Anti-branding is still branding. I just want to say that upfront before we spend any time pretending otherwise.
The stripped-down packaging, the minimalist logo, the ‘we don’t do marketing’ marketing, none of that is an accident. It is a decision made by someone in a room who understood exactly how it would land with a specific audience. The fact that it lands as authentic doesn’t make it not strategic. It might make it more strategic.
That’s not a criticism. It’s just worth being clear about what we’re looking at.
The move
Here’s how it works. Traditional branding shouts. It puts the logo everywhere, runs the campaign, hires the influencer, builds the hype. The implicit message is: pay attention to us.
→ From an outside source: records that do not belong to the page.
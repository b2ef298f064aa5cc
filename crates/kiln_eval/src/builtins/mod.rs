mod context;

pub use context::context_builtins;

use crate::error::EvalError;
use crate::eval::Evaluator;
use crate::pos::Pos;
use crate::value::Value;
use kiln_core::store::EvalStore;

type BuiltinFn<S> = fn(&Evaluator<S>, &[Value], Pos) -> Result<Value, EvalError>;

/// A named primitive of the language.
///
/// `doc` is the user facing documentation, present only for primitives
/// meant to show up in generated manuals.
pub struct Builtin<S> {
    pub name: &'static str,
    pub arity: usize,
    pub doc: Option<&'static str>,
    fun: BuiltinFn<S>,
}

impl<S> Builtin<S>
where
    S: EvalStore,
{
    pub(crate) fn new(
        name: &'static str,
        arity: usize,
        doc: Option<&'static str>,
        fun: BuiltinFn<S>,
    ) -> Self {
        Self {
            name,
            arity,
            doc,
            fun,
        }
    }

    pub fn call(
        &self,
        eval: &Evaluator<S>,
        args: &[Value],
        pos: Pos,
    ) -> Result<Value, EvalError> {
        if args.len() != self.arity {
            return Err(EvalError::Arity {
                name: self.name,
                expected: self.arity,
                got: args.len(),
            });
        }
        (self.fun)(eval, args, pos)
    }
}
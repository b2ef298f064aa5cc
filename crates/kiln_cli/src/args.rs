use crate::{add::AddArgs, ensure::EnsureArgs};
use clap::{Parser, Subcommand};

#[derive(Parser, Clone, Debug)]
#[command(version, about, long_about = None)]
pub struct Args {
    /// log progress, twice for debug output
    #[arg(short, long, action = clap::ArgAction::Count)]
    pub verbose: u8,
    #[command(subcommand)]
    pub command: Command,
}

#[derive(Subcommand, Clone, Debug)]
pub enum Command {
    /// Add a file to the local store and print its store path
    Add(AddArgs),
    /// Check that a store path is valid in the local store
    Ensure(EnsureArgs),
    /// List the registered language builtins
    Builtins,
}
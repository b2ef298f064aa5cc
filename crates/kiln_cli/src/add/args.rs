use clap::Parser;

#[derive(Parser, Clone, Debug)]
pub struct AddArgs {
    /// file to add to the store
    pub path: String,
    /// store object name, defaults to the file name
    #[arg(short, long)]
    pub name: Option<String>,
    /// store path the object references, may be repeated
    #[arg(long = "ref")]
    pub refs: Vec<String>,
}
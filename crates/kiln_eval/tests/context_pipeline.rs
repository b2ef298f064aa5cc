use kiln_core::context::{ContextElement, StringContext};
use kiln_core::hash::BASE32_CHARS;
use kiln_core::store::{EvalStore, StorePath};
use kiln_eval::{Evaluator, KilnString, Pos, Value};
use proptest::prelude::*;

/// a store where every path exists already
struct AnyStore;

impl EvalStore for AnyStore {
    fn store_dir(&self) -> &str {
        "/kiln/store"
    }

    fn ensure_path(&self, _path: &StorePath) -> anyhow::Result<()> {
        Ok(())
    }
}

fn string_with(text: &str, context: StringContext) -> Value {
    Value::Str(KilnString::from_parts(text, context))
}

fn context_of(v: &Value) -> StringContext {
    match v {
        Value::Str(s) => s.context().cloned().unwrap_or_default(),
        v => panic!("expected a string, got {v:?}"),
    }
}

fn text_of(v: &Value) -> &str {
    match v {
        Value::Str(s) => s.text(),
        v => panic!("expected a string, got {v:?}"),
    }
}

#[test]
fn inspect_discard_reappend() {
    let eval = Evaluator::new(AnyStore);
    let drv_path = StorePath::from_base("arhvjaf6zmlyn8vh8fgn55rpwnxq0n7l-a.drv").unwrap();
    let context: StringContext = [
        ContextElement::DrvDeep {
            drv_path: drv_path.clone(),
        },
        ContextElement::Built {
            drv_path,
            output: "out".to_string(),
        },
    ]
    .into_iter()
    .collect();
    let s = string_with("/kiln/store/arhvjaf6zmlyn8vh8fgn55rpwnxq0n7l-a.drv", context.clone());

    let has = eval
        .call_builtin("hasContext", std::slice::from_ref(&s), Pos::NONE)
        .unwrap();
    assert_eq!(has, Value::Bool(true));

    // structured view, then reconstruction on a fresh string of the same text
    let mapping = eval
        .call_builtin("getContext", std::slice::from_ref(&s), Pos::NONE)
        .unwrap();
    let rebuilt = eval
        .call_builtin(
            "appendContext",
            &[Value::from(text_of(&s)), mapping],
            Pos::NONE,
        )
        .unwrap();
    assert_eq!(rebuilt, s);

    // the discarded variant has the same text and no context at all
    let bare = eval
        .call_builtin("unsafeDiscardStringContext", &[s.clone()], Pos::NONE)
        .unwrap();
    assert_eq!(text_of(&bare), text_of(&s));
    assert!(context_of(&bare).is_empty());
    let has = eval
        .call_builtin("hasContext", &[bare], Pos::NONE)
        .unwrap();
    assert_eq!(has, Value::Bool(false));
}

#[test]
fn concat_then_inspect() {
    let eval = Evaluator::new(AnyStore);
    let a = KilnString::from_parts(
        "a",
        [ContextElement::Opaque {
            path: StorePath::from_base(&format!("{}-a", "0".repeat(32))).unwrap(),
        }]
        .into_iter()
        .collect(),
    );
    let b = KilnString::from_parts(
        "b",
        [ContextElement::DrvDeep {
            drv_path: StorePath::from_base(&format!("{}-b.drv", "1".repeat(32))).unwrap(),
        }]
        .into_iter()
        .collect(),
    );
    let joined = Value::Str(a.concat(&b));
    assert_eq!(text_of(&joined), "ab");

    let mapping = eval.call_builtin("getContext", &[joined], Pos::NONE).unwrap();
    let Value::Attrs(map) = mapping else {
        panic!("expected an attribute set");
    };
    assert_eq!(map.len(), 2);
}

fn hash_part() -> impl Strategy<Value = String> {
    let alphabet: Vec<char> = BASE32_CHARS.iter().map(|b| *b as char).collect();
    prop::collection::vec(prop::sample::select(alphabet), 32)
        .prop_map(|chars| chars.into_iter().collect())
}

// never ends in .drv, there is no '.' in the alphabet
fn plain_name() -> impl Strategy<Value = String> {
    "[a-z][a-z0-9]{0,8}"
}

fn plain_path() -> impl Strategy<Value = StorePath> {
    (hash_part(), plain_name())
        .prop_map(|(hash, name)| StorePath::from_base(&format!("{hash}-{name}")).unwrap())
}

fn drv_path() -> impl Strategy<Value = StorePath> {
    (hash_part(), plain_name())
        .prop_map(|(hash, name)| StorePath::from_base(&format!("{hash}-{name}.drv")).unwrap())
}

// admissible through appendContext: Built and DrvDeep only for derivations
fn element() -> impl Strategy<Value = ContextElement> {
    prop_oneof![
        plain_path().prop_map(|path| ContextElement::Opaque { path }),
        drv_path().prop_map(|path| ContextElement::Opaque { path }),
        drv_path().prop_map(|drv_path| ContextElement::DrvDeep { drv_path }),
        (drv_path(), "[a-z]{1,6}").prop_map(|(drv_path, output)| ContextElement::Built {
            drv_path,
            output,
        }),
    ]
}

fn context() -> impl Strategy<Value = StringContext> {
    prop::collection::btree_set(element(), 0..6)
        .prop_map(|elements| elements.into_iter().collect())
}

proptest! {
    #[test]
    fn get_append_round_trips(context in context(), text in "[ -~]{0,12}") {
        let eval = Evaluator::new(AnyStore);
        let s = string_with(&text, context.clone());
        let mapping = eval.call_builtin("getContext", &[s], Pos::NONE).unwrap();
        let rebuilt = eval
            .call_builtin("appendContext", &[Value::from(text.as_str()), mapping], Pos::NONE)
            .unwrap();
        prop_assert_eq!(context_of(&rebuilt), context);
        prop_assert_eq!(text_of(&rebuilt), text.as_str());
    }

    #[test]
    fn discard_output_dependency_leaves_no_drv_deep(context in context(), text in "[ -~]{0,12}") {
        let eval = Evaluator::new(AnyStore);
        let s = string_with(&text, context.clone());
        let out = eval
            .call_builtin("unsafeDiscardOutputDependency", &[s], Pos::NONE)
            .unwrap();
        let ctx = context_of(&out);
        for element in ctx.iter() {
            prop_assert!(
                !matches!(element, ContextElement::DrvDeep { .. }),
                "unexpected DrvDeep element: {:?}",
                element
            );
        }
        // every deep element survives as an opaque one
        for element in context.iter() {
            if let ContextElement::DrvDeep { drv_path } = element {
                prop_assert!(
                    ctx.contains(&ContextElement::Opaque { path: drv_path.clone() }),
                    "missing opaque element for {:?}",
                    drv_path
                );
            } else {
                prop_assert!(ctx.contains(element));
            }
        }
        prop_assert_eq!(text_of(&out), text.as_str());
    }

    #[test]
    fn has_context_matches_emptiness(context in context()) {
        let eval = Evaluator::new(AnyStore);
        let s = string_with("x", context.clone());
        let has = eval.call_builtin("hasContext", &[s], Pos::NONE).unwrap();
        prop_assert_eq!(has, Value::Bool(!context.is_empty()));
    }
}
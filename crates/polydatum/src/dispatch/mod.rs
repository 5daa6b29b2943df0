//! Command dispatch through the service tree.
//!
//! A [`DalCommand`] accumulates path segments without resolving anything.
//! Calling it builds a [`Request`] and runs it through the manager's
//! [`MethodChain`]. With the default chain, [`resolver::ResolverMiddleware`]
//! finds the target method and [`invoke_target`] calls it.
//!
//! ```text
//! dal.attr("users")?.attr("profile").attr("update").call(args)
//!   -> Request { context, path, args, target: None }
//!   -> middleware[0] -> ... -> ResolverMiddleware -> invoke_target
//! ```

mod chain;
mod command;
mod path;
mod request;
pub mod resolver;

pub use self::chain::{Handler, MethodChain, MethodMiddleware, Next, from_fn, invoke_target};
pub use self::command::{Dal, DalCommand};
pub use self::path::{PathSegment, dotted, parse_dotted};
pub use self::request::{Args, Request};

/// Tracing target for dispatch operations.
pub(crate) const DISPATCH_TARGET: &str = concat!(env!("CARGO_PKG_NAME"), "::dispatch");
#[rstest]
fn contexts_leave_the_active_stack(journal: Journal) {
    let manager = scripted_manager(&journal, &[], &[]);
    let depth = active_depth();
    let outer = manager.context(Meta::new());
    outer
        .scope(|ctx| {
            assert!(manager.active_context().is_some_and(|active| active.is_same(ctx)));
            let inner = manager.context(Meta::new());
            inner.scope(|nested| {
                assert!(manager.active_context().is_some_and(|active| active.is_same(nested)));
                assert_eq!(active_depth(), depth + 2);
                Ok(())
            })?;
            assert!(manager.active_context().is_some_and(|active| active.is_same(ctx)));
            Ok(())
        })
        .expect("body succeeds");
    assert!(manager.active_context().is_none());
    assert_eq!(active_depth(), depth);
}

#[rstest]
fn panicking_bodies_still_tear_down(journal: Journal) {
    let manager = scripted_manager(
        &journal,
        &[("db", Script::well_behaved())],
        &[("audit", Script::well_behaved())],
    );
    let depth = active_depth();
    let context = manager.context(Meta::new());
    let unwound = panic::catch_unwind(AssertUnwindSafe(|| {
        context.scope(|ctx| -> Result<(), Fault> {
            ctx.resource_value("db")?;
            panic!("body exploded");
        })
    }));
    assert!(unwound.is_err());
    assert_eq!(journal.count("exit:audit:context body panicked"), 1);
    assert_eq!(journal.count("exit:db:context body panicked"), 1);
    assert_eq!(context.state(), LifecycleState::Exited);
    assert!(manager.active_context().is_none());
    assert_eq!(active_depth(), depth);
}

#[rstest]
fn panicking_setup_leaves_no_dead_context_behind(journal: Journal) {
    let manager = scripted_builder(&journal, &[], &[("audit", Script::well_behaved())])
        .register_context_middleware(FnMiddleware::new(
            "fragile",
            |_: &ExecutionContext| -> Result<(), Fault> { panic!("setup exploded") },
            |_, _| Ok(Disposition::Propagate),
        ))
        .build();
    let depth = active_depth();
    let reached = Cell::new(false);
    let context = manager.context(Meta::new());
    let unwound = panic::catch_unwind(AssertUnwindSafe(|| {
        context.scope(|_| {
            reached.set(true);
            Ok(())
        })
    }));
    assert!(unwound.is_err());
    assert!(!reached.get());
    assert_eq!(journal.joined(), "enter:audit,exit:audit:context setup panicked");
    assert_eq!(context.state(), LifecycleState::Exited);
    assert!(manager.active_context().is_none());
    assert_eq!(active_depth(), depth);
}

#[rstest]
fn managers_do_not_see_each_others_contexts(journal: Journal) {
    let first = scripted_manager(&journal, &[], &[]);
    let second = scripted_manager(&journal, &[], &[]);
    first
        .context(Meta::new())
        .scope(|_| {
            assert!(first.active_context().is_some());
            assert!(second.active_context().is_none());
            Ok(())
        })
        .expect("body succeeds");
}

#[test]
fn meta_is_exposed_to_the_body() {
    let manager = DataManager::builder().build();
    let meta: Meta = [("user", json!("ada")), ("tenant", json!(""))]
        .into_iter()
        .collect();
    manager
        .context(meta)
        .scope(|ctx| {
            assert_eq!(ctx.meta().require("user").ok(), Some(&json!("ada")));
            assert_eq!(
                ctx.meta().require("tenant").expect_err("blank"),
                DalError::meta_required("tenant")
            );
            assert!(ctx.meta().get("missing").is_none());
            Ok(())
        })
        .expect("body succeeds");
}

// -----------------------------------------------------------------------------
// Hooks
// -----------------------------------------------------------------------------

mock! {
    Hooks {}
    impl ContextHooks for Hooks {
        fn setup(&self, context: &ExecutionContext) -> Result<(), Fault>;
    }
}

#[test]
fn setup_hook_failure_aborts_the_context() {
    let mut hooks = MockHooks::new();
    hooks
        .expect_setup()
        .times(1)
        .returning(|_| Err(Fault::msg("tenant missing")));
    let manager = DataManager::builder().hooks(hooks).build();
    let reached = Cell::new(false);
    let context = manager.context(Meta::new());
    let fault = context
        .scope(|_| {
            reached.set(true);
            Ok(())
        })
        .expect_err("setup hook fails");
    assert_eq!(fault.to_string(), "tenant missing");
    assert!(!reached.get());
    assert_eq!(context.state(), LifecycleState::Exited);
    assert!(manager.active_context().is_none());
}

struct FailingTeardown;

impl ContextHooks for FailingTeardown {
    fn teardown(&self, _context: &ExecutionContext, _fault: Option<&Fault>) -> Result<(), Fault> {
        Err(Fault::msg("flush failed"))
    }
}

#[test]
fn teardown_hook_failures_are_captured() {
    let manager = DataManager::builder().hooks(FailingTeardown).build();
    let context = manager.context(Meta::new());
    context.scope(|_| Ok(())).expect("not raised");
    let errors = context.exit_errors();
    assert_eq!(errors.len(), 1);
    assert_eq!(
        errors.first().map(|error| error.source().clone()),
        Some(ExitSource::TeardownHook)
    );
}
Anti-branding does the opposite, and the implicit message is more powerful: we don’t need your attention. We’re just here. Take it or leave it.
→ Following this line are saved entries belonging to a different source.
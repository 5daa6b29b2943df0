//! Shared configuration for the polydatum data access layer.
//!
//! [`Settings`] is the read-only configuration object handed to a
//! `DataManager`. Resources read connection strings and similar values from
//! it, and the telemetry initialiser reads the log filter and format.
//! Settings can be parsed from a JSON document or loaded from prefixed
//! environment variables.

mod defaults;
mod logging;
mod settings;

pub use defaults::{
    DEFAULT_LOG_FILTER, LOG_FILTER_KEY, LOG_FORMAT_KEY, SETTINGS_ENV_PREFIX, default_log_filter,
    default_log_format,
};
pub use logging::{LogFormat, LogFormatParseError};
pub use settings::{Settings, SettingsError, is_blank};
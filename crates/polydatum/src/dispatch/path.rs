//! Command path segments.

use std::collections::BTreeMap;
use std::fmt;

use serde::{Deserialize, Serialize};
use serde_json::Value;

/// Leading segment dropped from dotted command strings.
const DAL_PREFIX: &str = "dal";

/// One named hop in a command path, with optional metadata.
#[derive(Debug, Clone, PartialEq, Eq, Serialize, Deserialize)]
pub struct PathSegment {
    name: String,
    #[serde(default, skip_serializing_if = "BTreeMap::is_empty")]
    meta: BTreeMap<String, Value>,
}

impl PathSegment {
    /// Creates a segment without metadata.
    #[must_use]
    pub fn new(name: impl Into<String>) -> Self {
        Self {
            name: name.into(),
            meta: BTreeMap::new(),
        }
    }

    /// Creates a segment carrying `meta`.
    #[must_use]
    pub fn with_meta<I, K>(name: impl Into<String>, meta: I) -> Self
    where
        I: IntoIterator<Item = (K, Value)>,
        K: Into<String>,
    {
        Self {
            name: name.into(),
            meta: meta.into_iter().map(|(key, value)| (key.into(), value)).collect(),
        }
    }

    /// Segment name.
    #[must_use]
    pub fn name(&self) -> &str {
        &self.name
    }

    /// Segment metadata.
    #[must_use]
    pub fn meta(&self) -> &BTreeMap<String, Value> {
        &self.meta
    }
}

impl fmt::Display for PathSegment {
    fn fmt(&self, formatter: &mut fmt::Formatter<'_>) -> fmt::Result {
        formatter.write_str(&self.name)
    }
}

impl From<&str> for PathSegment {
    fn from(name: &str) -> Self {
        Self::new(name)
    }
}

/// Renders `path` as `a.b.c`.
#[must_use]
pub fn dotted(path: &[PathSegment]) -> String {
    path.iter()
        .map(PathSegment::name)
        .collect::<Vec<_>>()
        .join(".")
}

/// Splits `a.b.c` into segments, ignoring a leading `dal.` and empty parts.
#[must_use]
pub fn parse_dotted(path: &str) -> Vec<PathSegment> {
    let mut parts = path.split('.').filter(|part| !part.is_empty()).peekable();
    if parts.peek() == Some(&DAL_PREFIX) {
        parts.next();
    }
    parts.map(PathSegment::new).collect()
}
//! Log output for programs that open contexts.
//!
//! Context transitions are logged on `polydatum::context` and routing on
//! `polydatum::dispatch`. [`initialise`] routes both to stderr using the
//! filter and format read from [`Settings`].

use std::io::{self, IsTerminal};

use once_cell::sync::OnceCell;
use tracing::{Subscriber, subscriber::SetGlobalDefaultError};
use tracing_subscriber::EnvFilter;
use tracing_subscriber::fmt;

use polydatum_config::{LogFormat, Settings, SettingsError};

static TELEMETRY_GUARD: OnceCell<()> = OnceCell::new();

/// Errors encountered while configuring telemetry.
#[derive(Debug, thiserror::Error)]
pub enum TelemetryError {
    /// Failed to parse the configured log filter expression.
    #[error("invalid log filter: {0}")]
    Filter(String),
    /// The configured log format could not be read.
    #[error(transparent)]
    Settings(#[from] SettingsError),
    /// Failed to install the tracing subscriber.
    #[error("failed to install telemetry subscriber: {0}")]
    Subscriber(SetGlobalDefaultError),
}

/// Installs the global subscriber on first use.
///
/// Only the first successful call reads `settings`; later calls return
/// `Ok(())` without touching global state.
///
/// # Errors
///
/// Fails when the filter or format setting is invalid, or when another
/// subscriber was already installed outside this function.
pub fn initialise(settings: &Settings) -> Result<(), TelemetryError> {
    TELEMETRY_GUARD
        .get_or_try_init(|| install_subscriber(settings))
        .copied()
}

fn install_subscriber(settings: &Settings) -> Result<(), TelemetryError> {
    let filter = EnvFilter::try_new(settings.log_filter())
        .map_err(|error| TelemetryError::Filter(error.to_string()))?;
    let format = settings.log_format()?;

    let builder = |env_filter: EnvFilter| {
        fmt::Subscriber::builder()
            .with_env_filter(env_filter)
            .with_target(true)
            .with_level(true)
            .with_writer(io::stderr)
            .with_ansi(io::stderr().is_terminal())
            .with_timer(fmt::time::UtcTime::rfc_3339())
    };

    let subscriber: Box<dyn Subscriber + Send + Sync> = match format {
        LogFormat::Json => Box::new(builder(filter).json().flatten_event(true).finish()),
        LogFormat::Compact => Box::new(builder(filter).compact().finish()),
    };

    tracing::subscriber::set_global_default(subscriber).map_err(TelemetryError::Subscriber)
}
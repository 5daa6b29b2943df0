//! Test suites for the data access layer.

mod support;
mod unit;
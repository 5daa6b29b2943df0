//! Read-only metadata attached to an execution context.

use std::collections::BTreeMap;
use std::fmt;

use polydatum_config::is_blank;
use serde_json::{Map, Value};

use crate::errors::DalError;

/// Immutable key/value metadata set when a context is created.
///
/// Unknown keys read as "not set". Only [`Meta::require`] fails, and only
/// when the value is missing or blank.
#[derive(Debug, Clone, Default, PartialEq, Eq)]
pub struct Meta {
    values: BTreeMap<String, Value>,
}

impl Meta {
    /// Creates empty metadata.
    #[must_use]
    pub fn new() -> Self {
        Self::default()
    }

    /// Returns the value for `key`, or `None` when it was never set.
    #[must_use]
    pub fn get(&self, key: &str) -> Option<&Value> {
        self.values.get(key)
    }

    /// Returns the value for `key`, or `default` when it was never set.
    #[must_use]
    pub fn get_or<'a>(&'a self, key: &str, default: &'a Value) -> &'a Value {
        self.get(key).unwrap_or(default)
    }

    /// Returns the value for `key`, failing when it is missing or blank.
    ///
    /// # Errors
    ///
    /// Returns [`DalError::MetaRequired`] when the key is unset, `null`,
    /// `false`, zero, or an empty string, array, or object.
    pub fn require(&self, key: &str) -> Result<&Value, DalError> {
        self.get(key)
            .filter(|value| !is_blank(value))
            .ok_or_else(|| DalError::meta_required(key))
    }

    /// Iterates over every key and value in key order.
    pub fn items(&self) -> impl Iterator<Item = (&str, &Value)> {
        self.values.iter().map(|(key, value)| (key.as_str(), value))
    }

    /// Number of keys.
    #[must_use]
    pub fn len(&self) -> usize {
        self.values.len()
    }

    /// Returns `true` when no metadata was supplied.
    #[must_use]
    pub fn is_empty(&self) -> bool {
        self.values.is_empty()
    }
}

impl<K> FromIterator<(K, Value)> for Meta
where
    K: Into<String>,
{
    fn from_iter<I: IntoIterator<Item = (K, Value)>>(iter: I) -> Self {
        Self {
            values: iter
                .into_iter()
                .map(|(key, value)| (key.into(), value))
                .collect(),
        }
    }
}

impl From<Map<String, Value>> for Meta {
    fn from(fields: Map<String, Value>) -> Self {
        fields.into_iter().collect()
    }
}

impl fmt::Display for Meta {
    fn fmt(&self, formatter: &mut fmt::Formatter<'_>) -> fmt::Result {
        let rendered = serde_json::to_string_pretty(&self.values).map_err(|_| fmt::Error)?;
        formatter.write_str(&rendered)
    }
}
That is an incredibly effective thing to communicate to an audience that has been advertised to every waking hour of their lives and is extremely good at recognizing when something is trying too hard.
The rejection of marketing becomes the marketing. The brands that figured this out are not confused about what they’re doing. They’re very clear about it.
Patagonia’s “Don’t Buy This Jacket” campaign is the example everyone uses and it’s the right one. An outdoor company running a full-page ad in the New York Times telling you not to buy their jacket. On Black Friday. The message being: we’re so confident in what we stand for that we can tell you to spend less money on us and you’ll trust us more for it.
It worked. Patagonia didn’t lose customers. They built something closer to a constituency.
Where it gets complicated
The version of this I have less patience for is when the anti-branding is purely aesthetic. When a brand adopts the visual language of authenticity, the muted palette, the recycled paper tags, the deliberately imperfect typography, without any of the actual substance underneath it.
That’s a costume. And it’s a pretty easy costume to spot once you know what it looks like, because the product doesn’t hold up and the story doesn’t hold up and eventually neither does the brand.
The brands that do this well are the ones where the anti-branding reflects a genuine position. Patagonia actually does make products built to last and actually does donate to environmental causes and actually did put their company in a trust rather than sell it. The ‘we’re not like other brands’ energy is earned because the decisions behind it are real.
The ones that don’t do it well are just selling you the idea of a brand that doesn’t sell you things. Which is its own kind of irony.
Where DMA* fits in this
I think about this a lot because DMA* is a small brand built on the premise that most of what the clothing industry does is theater. The anti-hype position is genuine. I’m not going to run an influencer campaign or manufacture scarcity or price something at $120 because that’s what the market expects from a ‘premium’ brand.
But I’m also not going to pretend that building a brand called ‘It Doesn’t Mean Anything’ and writing blog posts about anti-branding is somehow outside the game. It’s inside the game. The name is a brand. This post is content marketing. I know that.
The difference, the only one that actually matters, is whether the position is real. Whether what’s underneath holds up when you look at it.
That’s the test for DMA*. It’s the test for Patagonia. It’s the test for every brand that’s ever said ‘we’re not like the others.’
Most of them don’t pass it. The ones that do are worth paying attention to.
I’m trying to be one of those. Whether I’m getting there is something you get to decide, not me.